Minor Jacaranda Tree Problems
Jacaranda trees are plagued by few disease problems, so they won't turn into the fussy tree in your landscape. However, if you plant the tree in a location with poor drainage where the soil remains wet, the jacaranda can suffer problems with root rot and mushroom root rot, where mushroom formations appear around the tree's base. With rot problems, the entire tree loses vigor and will eventually die due to the soggy conditions.
If sap-sucking pests, like aphids, infest the jacaranda tree, you might notice a black substance forming on the jacaranda tree's leaves. However, an aphid infestation is usually not severe enough to treat and won't harm the tree. The black substance is a fungus called sooty mold, and unless it covers the majority of the tree, it only takes away from the tree's good looks and won't kill it.
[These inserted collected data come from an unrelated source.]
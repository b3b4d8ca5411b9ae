//! `web_sys::Worker` transport and the JS array envelope.

use js_sys::{Array, Uint8Array, Uint8ClampedArray};
use wasm_bindgen::{JsCast, JsValue};
use web_sys::Worker;

use crate::bridge::Transport;
use crate::protocol::{self, Message, ProtocolError};

pub struct WorkerTransport {
    worker: Worker,
}

impl WorkerTransport {
    pub fn new(worker: Worker) -> Self {
        Self { worker }
    }
}

impl Transport for WorkerTransport {
    fn post(&self, message: &Message) -> Result<(), ProtocolError> {
        self.worker
            .post_message(&encode(message))
            .map_err(|err| ProtocolError::PostFailed {
                reason: format!("{err:?}"),
            })
    }
}

/// `[tag, payload]`, tag first, payload second.
fn encode(message: &Message) -> JsValue {
    let payload: JsValue = match message {
        Message::CartridgeData(bytes) => Uint8Array::from(bytes.as_slice()).into(),
        Message::ButtonPressed(button) | Message::ButtonReleased(button) => {
            JsValue::from_f64(f64::from(button.id()))
        }
        Message::NewFrame(pixels) => {
            let array = Uint8ClampedArray::new_with_length(pixels.len() as u32);
            array.copy_from(pixels);
            array.into()
        }
    };
    Array::of2(&JsValue::from_str(message.tag()), &payload).into()
}

/// Decodes one inbound envelope. Only `NewFrame` is meaningful on the
/// worker-to-host direction; anything else yields `None`.
pub fn decode(data: &JsValue) -> Option<Message> {
    let envelope = data.dyn_ref::<Array>()?;
    let tag = envelope.get(0).as_string()?;
    match tag.as_str() {
        protocol::TAG_NEW_FRAME => {
            let pixels: Uint8ClampedArray = envelope.get(1).dyn_into().ok()?;
            Some(Message::NewFrame(pixels.to_vec()))
        }
        _ => None,
    }
}
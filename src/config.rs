//! Session configuration read from the host page.

use std::str::FromStr;

use thiserror::Error;

/// URL the worker bootstrap script is served from unless overridden. The dev
/// server and the staged `dist/` tree both serve `static/` as the document
/// root, so paths here are rooted in that directory.
pub const DEFAULT_WORKER_URL: &str = "/emulator_worker.js";

#[derive(Debug, Error, PartialEq, Eq)]
pub enum ConfigError {
    #[error("unknown presenter backend {0:?} (expected \"webgl\" or \"canvas2d\")")]
    UnknownPresenter(String),
    #[error("canvas element {0:?} not found")]
    MissingCanvas(String),
    #[error("no usable {0} rendering context")]
    NoContext(&'static str),
}

/// Which presentation path drives the canvas. Exactly one presenter is active
/// per session; an enum makes selecting both unrepresentable.
#[derive(Clone, Copy, Debug, Default, PartialEq, Eq)]
pub enum PresenterKind {
    WebGl,
    #[default]
    Canvas2d,
}

impl FromStr for PresenterKind {
    type Err = ConfigError;

    fn from_str(s: &str) -> Result<Self, ConfigError> {
        match s {
            "webgl" => Ok(PresenterKind::WebGl),
            "2d" | "canvas2d" => Ok(PresenterKind::Canvas2d),
            other => Err(ConfigError::UnknownPresenter(other.to_string())),
        }
    }
}

#[derive(Clone, Debug, PartialEq, Eq)]
pub struct Config {
    pub presenter: PresenterKind,
    pub worker_url: String,
}

impl Default for Config {
    fn default() -> Self {
        Self {
            presenter: PresenterKind::default(),
            worker_url: DEFAULT_WORKER_URL.to_string(),
        }
    }
}

impl Config {
    /// Builds a config from the canvas element's `data-presenter` and
    /// `data-worker` attributes; absent attributes fall back to defaults.
    pub fn from_attrs(
        presenter: Option<&str>,
        worker_url: Option<&str>,
    ) -> Result<Self, ConfigError> {
        let mut config = Config::default();
        if let Some(name) = presenter {
            config.presenter = name.parse()?;
        }
        if let Some(url) = worker_url {
            config.worker_url = url.to_string();
        }
        Ok(config)
    }
}

#[cfg(test)]
mod tests {
    use super::*;

    #[test]
    fn parses_known_presenters() {
        assert_eq!("webgl".parse(), Ok(PresenterKind::WebGl));
        assert_eq!("canvas2d".parse(), Ok(PresenterKind::Canvas2d));
        assert_eq!("2d".parse(), Ok(PresenterKind::Canvas2d));
    }

    #[test]
    fn rejects_unknown_presenters() {
        assert_eq!(
            PresenterKind::from_str("both"),
            Err(ConfigError::UnknownPresenter("both".to_string())),
        );
    }

    #[test]
    fn default_worker_url_resolves_under_the_served_root() {
        use std::path::Path;

        // `static/` is the document root, so the default URL must name a file
        // that actually ships there, and the page shell must agree.
        let static_root = Path::new(env!("CARGO_MANIFEST_DIR")).join("static");
        let relative = DEFAULT_WORKER_URL.trim_start_matches('/');
        assert!(static_root.join(relative).is_file());

        let page = std::fs::read_to_string(static_root.join("index.html")).unwrap();
        assert!(page.contains(&format!("data-worker=\"{DEFAULT_WORKER_URL}\"")));
    }

    #[test]
    fn attrs_override_defaults() {
        let config = Config::from_attrs(Some("webgl"), Some("/w.js")).unwrap();
        assert_eq!(config.presenter, PresenterKind::WebGl);
        assert_eq!(config.worker_url, "/w.js");

        let config = Config::from_attrs(None, None).unwrap();
        assert_eq!(config, Config::default());
    }
}
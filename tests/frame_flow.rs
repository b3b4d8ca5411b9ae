#![cfg(not(target_arch = "wasm32"))]

// End-to-end on the host: worker messages through the bridge, frame codec,
// and mailbox, with a recording consumer standing in for the presenter.

use std::cell::RefCell;
use std::rc::Rc;

use webboy::bridge::{Transport, WorkerBridge};
use webboy::buttons::{Button, ButtonEvent};
use webboy::frame::{Frame, FRAME_BYTES};
use webboy::mailbox::Mailbox;
use webboy::protocol::{Message, ProtocolError};

#[derive(Clone, Default)]
struct RecordingTransport {
    sent: Rc<RefCell<Vec<Message>>>,
}

impl Transport for RecordingTransport {
    fn post(&self, message: &Message) -> Result<(), ProtocolError> {
        self.sent.borrow_mut().push(message.clone());
        Ok(())
    }
}

fn wired_bridge() -> (WorkerBridge<RecordingTransport>, Mailbox<Frame>) {
    let mut bridge = WorkerBridge::new(RecordingTransport::default());
    let mailbox = Mailbox::new();
    {
        let mailbox = mailbox.clone();
        bridge.on_frame(move |frame| {
            mailbox.put(frame);
        });
    }
    (bridge, mailbox)
}

#[test]
fn white_frame_flows_to_exactly_one_presentation() {
    let (mut bridge, mailbox) = wired_bridge();

    bridge
        .handle_message(Message::NewFrame(vec![0xFF; FRAME_BYTES]))
        .unwrap();

    let presented: Vec<Frame> = std::iter::from_fn(|| mailbox.take()).collect();
    assert_eq!(presented.len(), 1);
    assert!(presented[0].pixels().iter().all(|&byte| byte == 0xFF));
}

#[test]
fn slow_consumer_sees_the_newest_frame_only() {
    let (mut bridge, mailbox) = wired_bridge();

    bridge
        .handle_message(Message::NewFrame(vec![0x01; FRAME_BYTES]))
        .unwrap();
    bridge
        .handle_message(Message::NewFrame(vec![0x02; FRAME_BYTES]))
        .unwrap();
    bridge
        .handle_message(Message::NewFrame(vec![0x03; FRAME_BYTES]))
        .unwrap();

    // Dropped, never reordered or duplicated.
    assert_eq!(mailbox.take().unwrap().pixels()[0], 0x03);
    assert_eq!(mailbox.take(), None);
}

#[test]
fn malformed_frame_does_not_disturb_input_or_later_frames() {
    let (mut bridge, mailbox) = wired_bridge();
    let transport = RecordingTransport::default();
    let bridge_out = WorkerBridge::new(transport.clone());

    assert!(bridge
        .handle_message(Message::NewFrame(vec![0xAB; FRAME_BYTES / 2]))
        .is_err());

    bridge_out
        .send_button(ButtonEvent::Pressed, Button::A)
        .unwrap();
    bridge_out
        .send_button(ButtonEvent::Released, Button::A)
        .unwrap();
    bridge
        .handle_message(Message::NewFrame(vec![0xCD; FRAME_BYTES]))
        .unwrap();

    assert_eq!(
        *transport.sent.borrow(),
        vec![
            Message::ButtonPressed(Button::A),
            Message::ButtonReleased(Button::A),
        ],
    );
    assert_eq!(mailbox.take().unwrap().pixels()[0], 0xCD);
}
The aphids excrete a sticky substance called honeydew that drips on the leaves and then promotes the sooty mold fungus. Many times, you might notice a stream of ants running up and down the trunk or branches, as they are milking the honeydew from the aphids. Depending on the jacaranda tree's size, you can wash the mold off the tree with a strong stream of water. Use soapy water to wash the foliage and leave it alone. If needed, you can also treat the aphids with an insecticide.
Oleander Leaf Scorch Disease
The most serious disease that affects jacaranda trees is oleander leaf scorch disease, for which there is no cur, and the tree eventually dies. The disease is mainly problematic in Southern California. Caused by the Xylella fastidiosa bacterium, the disease is mainly caused by sharpshooter insects that feed on the tree's xylem.
Signs of an infection are sometimes mistaken for drought, but if drought is the problem when the tree is once again watered, it recovers. With oleander leaf scorch disease, it doesn't. Jacaranda leaves begin yellowing and branches droop, and as the problem progresses, the foliage and branches eventually brown and die. Eventually, the disease overtakes the entire tree, and it dies, with hotter conditions making the disease more severe.
Although you can prune out damaged portions of the jacaranda to make the tree look better, removing the infected sections won't save the tree from dying. By the time the disease rears its ugly head, it's already spread throughout the jacaranda tree's xylem, so there's no saving it. The best thing you can do is remove the jacaranda tree from the landscape as soon as you identify the problem as oleander leaf scorch disease.